Which lines of the entries hold the string "const"? Copy each one.

* **INPUT**
------------------------------

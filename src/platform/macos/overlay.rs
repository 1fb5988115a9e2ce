//! macOS overlay surfaces: borderless, transparent `NSWindow`s.
//!
//! Windows sit at the status level, join every Space and ignore the mouse.
//! Cocoa screen coordinates are the bottom-left virtual desktop, so a
//! surface's virtual-desktop bounds are its window frame as-is. Frames are
//! rasterized at the display's backing scale and set as the content view
//! layer's contents.
//!
//! AppKit is main-thread only; [`OverlayBackend::new`] refuses to run
//! anywhere else.

use crate::error::{Error, Result};
use crate::paint::Frame;
use crate::render::{Canvas, LabelFont};
use crate::surface::{OverlaySurface, SurfaceBackend, SurfaceConfig, SurfaceLevel};
use objc2::msg_send;
use objc2::rc::Retained;
use objc2::runtime::AnyObject;
use objc2_app_kit::{
    NSApplication, NSApplicationActivationPolicy, NSBackingStoreType, NSColor, NSEventMask,
    NSWindow, NSWindowCollectionBehavior, NSWindowStyleMask,
};
use objc2_core_foundation::CFRetained;
use objc2_core_graphics::{
    CGBitmapContextCreate, CGBitmapContextCreateImage, CGBitmapContextGetData,
    CGColorSpaceCreateDeviceRGB, CGContext, CGImage, CGImageAlphaInfo,
};
use objc2_foundation::{MainThreadMarker, NSDefaultRunLoopMode, NSPoint, NSRect, NSSize};
use std::time::Duration;

/// Window levels (`NSNormalWindowLevel`, `NSStatusWindowLevel`,
/// `NSPopUpMenuWindowLevel`).
const NORMAL_LEVEL: isize = 0;
const STATUS_LEVEL: isize = 25;
const POP_UP_MENU_LEVEL: isize = 101;

/// Idle event pumping period.
const PUMP_INTERVAL: Duration = Duration::from_millis(50);

/// Creates one overlay window per display.
pub struct OverlayBackend {
    mtm: MainThreadMarker,
    app: Retained<NSApplication>,
    font: Option<LabelFont>,
}

impl OverlayBackend {
    /// Set up the shared application as a Dock-less accessory.
    pub fn new() -> Result<Self> {
        let mtm = MainThreadMarker::new().ok_or_else(|| {
            Error::NotSupported("overlay windows must be created on the main thread".into())
        })?;
        let app = NSApplication::sharedApplication(mtm);
        app.setActivationPolicy(NSApplicationActivationPolicy::Accessory);
        unsafe { app.finishLaunching() };
        Ok(Self {
            mtm,
            app,
            font: LabelFont::system(),
        })
    }
}

impl SurfaceBackend for OverlayBackend {
    fn create_surface(&mut self, config: &SurfaceConfig) -> Result<Box<dyn OverlaySurface>> {
        Ok(Box::new(OverlayWindow::create(
            self.mtm,
            config,
            self.font.clone(),
        )?))
    }

    fn pump(&mut self) {
        loop {
            let event = unsafe {
                self.app.nextEventMatchingMask_untilDate_inMode_dequeue(
                    NSEventMask::Any,
                    None,
                    NSDefaultRunLoopMode,
                    true,
                )
            };
            let Some(event) = event else {
                break;
            };
            self.app.sendEvent(&event);
        }
        self.app.updateWindows();
    }

    fn pump_interval(&self) -> Option<Duration> {
        Some(PUMP_INTERVAL)
    }
}

struct OverlayWindow {
    window: Retained<NSWindow>,
    canvas: Canvas,
    context: CFRetained<CGContext>,
}

impl OverlayWindow {
    fn create(
        mtm: MainThreadMarker,
        config: &SurfaceConfig,
        font: Option<LabelFont>,
    ) -> Result<Self> {
        let bounds = config.bounds;
        let scale = if config.scale_factor.is_finite() && config.scale_factor > 0.0 {
            config.scale_factor
        } else {
            1.0
        };
        let width = (bounds.width * scale).round().max(1.0) as usize;
        let height = (bounds.height * scale).round().max(1.0) as usize;
        let canvas = Canvas::with_scale(width, height, scale)
            .ok_or_else(|| Error::SurfaceCreation(format!("bad size {width}x{height}")))?
            .with_font(font);
        let context = bitmap_context(width, height)?;

        let frame = NSRect::new(
            NSPoint::new(bounds.x, bounds.y),
            NSSize::new(bounds.width, bounds.height),
        );
        let window = unsafe {
            NSWindow::initWithContentRect_styleMask_backing_defer(
                NSWindow::alloc(mtm),
                frame,
                NSWindowStyleMask::Borderless,
                NSBackingStoreType::Buffered,
                false,
            )
        };
        unsafe { window.setReleasedWhenClosed(false) };
        window.setOpaque(false);
        window.setBackgroundColor(Some(&NSColor::clearColor()));
        window.setHasShadow(false);
        window.setIgnoresMouseEvents(config.click_through);
        window.setLevel(match config.level {
            SurfaceLevel::Normal => NORMAL_LEVEL,
            SurfaceLevel::Overlay => STATUS_LEVEL,
            SurfaceLevel::System => POP_UP_MENU_LEVEL,
        });
        window.setCollectionBehavior(
            NSWindowCollectionBehavior::CanJoinAllSpaces
                | NSWindowCollectionBehavior::Stationary
                | NSWindowCollectionBehavior::IgnoresCycle
                | NSWindowCollectionBehavior::FullScreenAuxiliary,
        );
        window.setAlphaValue(0.0);

        let view = window
            .contentView()
            .ok_or_else(|| Error::SurfaceCreation("window has no content view".into()))?;
        view.setWantsLayer(true);

        log::debug!(
            "overlay window for display {} at {:?} ({}x{} px)",
            config.display_id,
            bounds,
            width,
            height
        );
        Ok(Self {
            window,
            canvas,
            context,
        })
    }

    fn set_contents(&self, image: &CGImage) -> Result<()> {
        let view = self
            .window
            .contentView()
            .ok_or_else(|| Error::Platform("content view went away".into()))?;
        let layer: Option<Retained<AnyObject>> = unsafe { msg_send![&*view, layer] };
        let layer = layer.ok_or_else(|| Error::Platform("content view has no layer".into()))?;
        let contents = image as *const CGImage as *mut AnyObject;
        unsafe {
            let _: () = msg_send![&*layer, setContents: contents];
        }
        Ok(())
    }
}

/// An RGBA premultiplied bitmap context matching the canvas layout.
fn bitmap_context(width: usize, height: usize) -> Result<CFRetained<CGContext>> {
    let space = unsafe { CGColorSpaceCreateDeviceRGB() }
        .ok_or_else(|| Error::SurfaceCreation("no device RGB color space".into()))?;
    unsafe {
        CGBitmapContextCreate(
            std::ptr::null_mut(),
            width,
            height,
            8,
            width * 4,
            Some(&space),
            CGImageAlphaInfo::PremultipliedLast.0,
        )
    }
    .ok_or_else(|| Error::SurfaceCreation("CGBitmapContextCreate failed".into()))
}

impl OverlaySurface for OverlayWindow {
    fn set_visible(&mut self, visible: bool) {
        if visible {
            self.window.orderFrontRegardless();
        } else {
            self.window.orderOut(None);
        }
    }

    fn set_opacity(&mut self, opacity: f64) {
        self.window.setAlphaValue(opacity.clamp(0.0, 1.0));
    }

    fn present(&mut self, frame: &Frame) -> Result<()> {
        self.canvas.clear();
        self.canvas.render(frame);

        let data = unsafe { CGBitmapContextGetData(Some(&self.context)) };
        if data.is_null() {
            return Err(Error::Platform("bitmap context has no backing store".into()));
        }
        let pixels = self.canvas.data();
        // SAFETY: the context was created for exactly the canvas dimensions
        // with 4 bytes per pixel and no row padding.
        unsafe {
            std::ptr::copy_nonoverlapping(pixels.as_ptr(), data.cast::<u8>(), pixels.len());
        }

        let image = unsafe { CGBitmapContextCreateImage(Some(&self.context)) }
            .ok_or_else(|| Error::Platform("CGBitmapContextCreateImage failed".into()))?;
        self.set_contents(&image)
    }
}

impl Drop for OverlayWindow {
    fn drop(&mut self) {
        self.window.orderOut(None);
        self.window.close();
    }
}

------------------------------

* **YOUR SOLUTION**
const NORMAL_LEVEL: isize = 0;
const STATUS_LEVEL: isize = 25;
const POP_UP_MENU_LEVEL: isize = 101;
const PUMP_INTERVAL: Duration = Duration::from_millis(50);
        let contents = image as *const CGImage as *mut AnyObject;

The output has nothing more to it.